The Man Who Turned to Stone (a.k.a. The Petrified Man) is a 1957 American black-and-white horror science fiction film directed by László Kardos and starring Victor Jory, Ann Doran and Charlotte Austin. The screenplay was written by Bernard Gordon under his pen name Raymond T. Marcus.
The Man Who Turned to Stone was released in 1957 on a double bill with another Katzman-produced film, Zombies of Mora Tau.

Plot
Two social workers, Dr. Jess Rogers (Hudson) and Carol Adams (Austin) grow concerned over the number of deaths of young women at a local young women's detention home. The otherwise healthy inmates are dying of heart failure or suicide. The social workers discover that the manager of the detention home is Dr. Murdock (Victor Jory).

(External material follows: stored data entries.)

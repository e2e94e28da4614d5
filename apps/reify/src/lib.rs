//! # reify
//!
//! The Reify binary's library half: the CLI and the effects that need a
//! tokio runtime. Integration tests drive the same entry points as `main`.

pub mod cli;
pub mod effects;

Tracy, one of the inmates, discovers a hidden laboratory. The lab is the base of group of unethical doctors who learned a hundred years ago to extend their lives by draining the vitality of others. Without such transfusions, they begin to slowly petrify. They have become the medical staff of doctors at a girls' reform school, assuring a steady supply of vital young bodies to feed upon.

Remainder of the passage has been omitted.